Keywords—Reversible logic; appoximate multiplier; low power; error-resilient;

#### I. INTRODUCTION

Circuit designers have been forced to provide novel approaches at different levels of design abstraction because to the digital circuit industry's explosive growth and the subsequent rise in the density and complexity of digital integrated circuits at the deep nanoscale dimensions[1]. One practical method for developing energy-efficient nanoscale digital circuitry is the application of approximation computing. In many real-world applications, precision is not the primary concern. Precise calculations are not always necessary in many error-resistant applications, including multimedia applications, voice and picture recognition, and artificial neural networks (ANNs)[2]. These systems are able to accept mistakes while still generating useful results, even ones that are simple enough for humans to comprehend. Therefore, lowering the accuracy in regions that can be easily measured can diminish circuit metrics[3].

Multiplication is one of the basic arithmetic operations in microprocessors and digital signal processing units[4]. Furthermore, multipliers are widely used in neural networks. The convolutional layers of convolutional neural networks (CNNs)[5] frequently employ multiplication-accumulation (MAC) techniques. Multiplications, which are also significantly more complex than ad operations, are the MAC activities with the most resources. Therefore, reducing multipliers' energy consumption and hardware costs is essential.

The best strategy to compromise accuracy for hardware economy in error-tolerant applications is to design effective approximation multipliers [6]. Generally speaking, there are two ways to construct approximation multipliers. In the first way, the structure of the conventional multiplier is changed

to create approximation adders and compressors, and in the second method, the structure of the multiplier is changed to create an approximate design [7]. One effective method for avoiding mistakes in these multipliers is to utilize error compensation modules (ECMs).

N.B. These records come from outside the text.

use {
    crate::{Frame, ImageError},
    base::{Quantization, Vec2},
};

/// Resample `src` to `dst` pixels with bilinear interpolation and normalize to `[0, 1]`.
///
/// Destination pixel centers are mapped onto source pixel centers, so a
/// same-size resize reproduces the source exactly and a 2x2 → 1x1 resize
/// samples the middle of the four pixels. The `+1` neighbour is clamped to
/// the last row/column. Pure: identical inputs give bit-identical outputs.
pub fn resize_bilinear(src: &Frame<'_>, dst: Vec2<usize>) -> Result<Vec<f32>, ImageError> {
    if src.is_empty() {
        return Err(ImageError::Empty("source frame has no pixels".to_string()));
    }
    if dst.is_empty() {
        return Err(ImageError::Size(format!(
            "destination size {}x{} has no pixels",
            dst.x, dst.y
        )));
    }

    let (src_w, src_h) = (src.width(), src.height());
    let x_scale = src_w as f32 / dst.x as f32;
    let y_scale = src_h as f32 / dst.y as f32;

    // column taps are the same for every row
    let columns: Vec<(usize, usize, f32)> = (0..dst.x)
        .map(|x| source_taps(x, x_scale, src_w))
        .collect();

    let mut out = Vec::with_capacity(dst.area());
    for y in 0..dst.y {
        let (y0, y1, y_frac) = source_taps(y, y_scale, src_h);
        for &(x0, x1, x_frac) in &columns {
            let top = lerp(src.pixel(x0, y0), src.pixel(x1, y0), x_frac);
            let bottom = lerp(src.pixel(x0, y1), src.pixel(x1, y1), x_frac);
            let value = top + (bottom - top) * y_frac;
            out.push(value / 255.0);
        }
    }
    Ok(out)
}

// a + (b - a) * t is exact when a == b, which keeps flat regions flat
#[inline]
fn lerp(a: u8, b: u8, t: f32) -> f32 {
    a as f32 + (b as f32 - a as f32) * t
}

// (index, clamped index + 1, fraction) in the source for destination index `d`
fn source_taps(d: usize, scale: f32, src_len: usize) -> (usize, usize, f32) {
    let s = ((d as f32 + 0.5) * scale - 0.5).max(0.0);
    let i0 = (s as usize).min(src_len - 1);
    let i1 = (i0 + 1).min(src_len - 1);
    let frac = (s - i0 as f32).clamp(0.0, 1.0);
    (i0, i1, frac)
}

/// Quantize normalized values for a fixed-point input tensor.
pub fn quantize(values: &[f32], quantization: &Quantization) -> Vec<i8> {
    values.iter().map(|&v| quantization.quantize(v)).collect()
}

By combining suitable truncation with efficient ECMs, effective approximation multipliers may be produced [8]. A brand-new approximation multiplier with an exceptionally powerful error correcting module is proposed in this short. The proposed design has an exceptionally minimum in complexity structure and greatly lowers energy consumption compared to competing systems [9]. For applications like image processing and neural networks that can tolerate mistakes, it offers a high enough accuracy [10]. The suggested multiplier consists of three main parts: an accurate section, a revolutionary effective error-compensation module, and a constant-truncated area that trades off hardware precision.

As a result, we propose an error compensation module to account for mistakes in circumstances where they are likely to occur. The architecture of the four ECM uses a total of 20 transistors and two four-input OR gates [11]. Additionally, because the absolute ED for each input equals the amount of 1s in that input, an input with a larger error distance has a lower possibility of happening assuming that the input bits to a multiplier are normally spread equally.

Research is also being done on the suggested approximation multiplier's applicability in neural network and image processing applications. The findings show that the suggested design provides a very successful balance between hardware efficiency and based on the findings, the suggested architecture provides a very good balance between accuracy and hardware efficiency for error-tolerant Numerous signed and applications[12]. approximation multipliers have previously been introduced in the literature. We have decided to focus on unsigned multipliers in this short since they are more common in the majority of approximation computing applications [13], such as image processing and machine vision [14]. There are usually two ways to create approximation multipliers. Designs without an error compensation module (ECM) fall under the first type. The other one features designs with ECMs that can significantly reduce fault.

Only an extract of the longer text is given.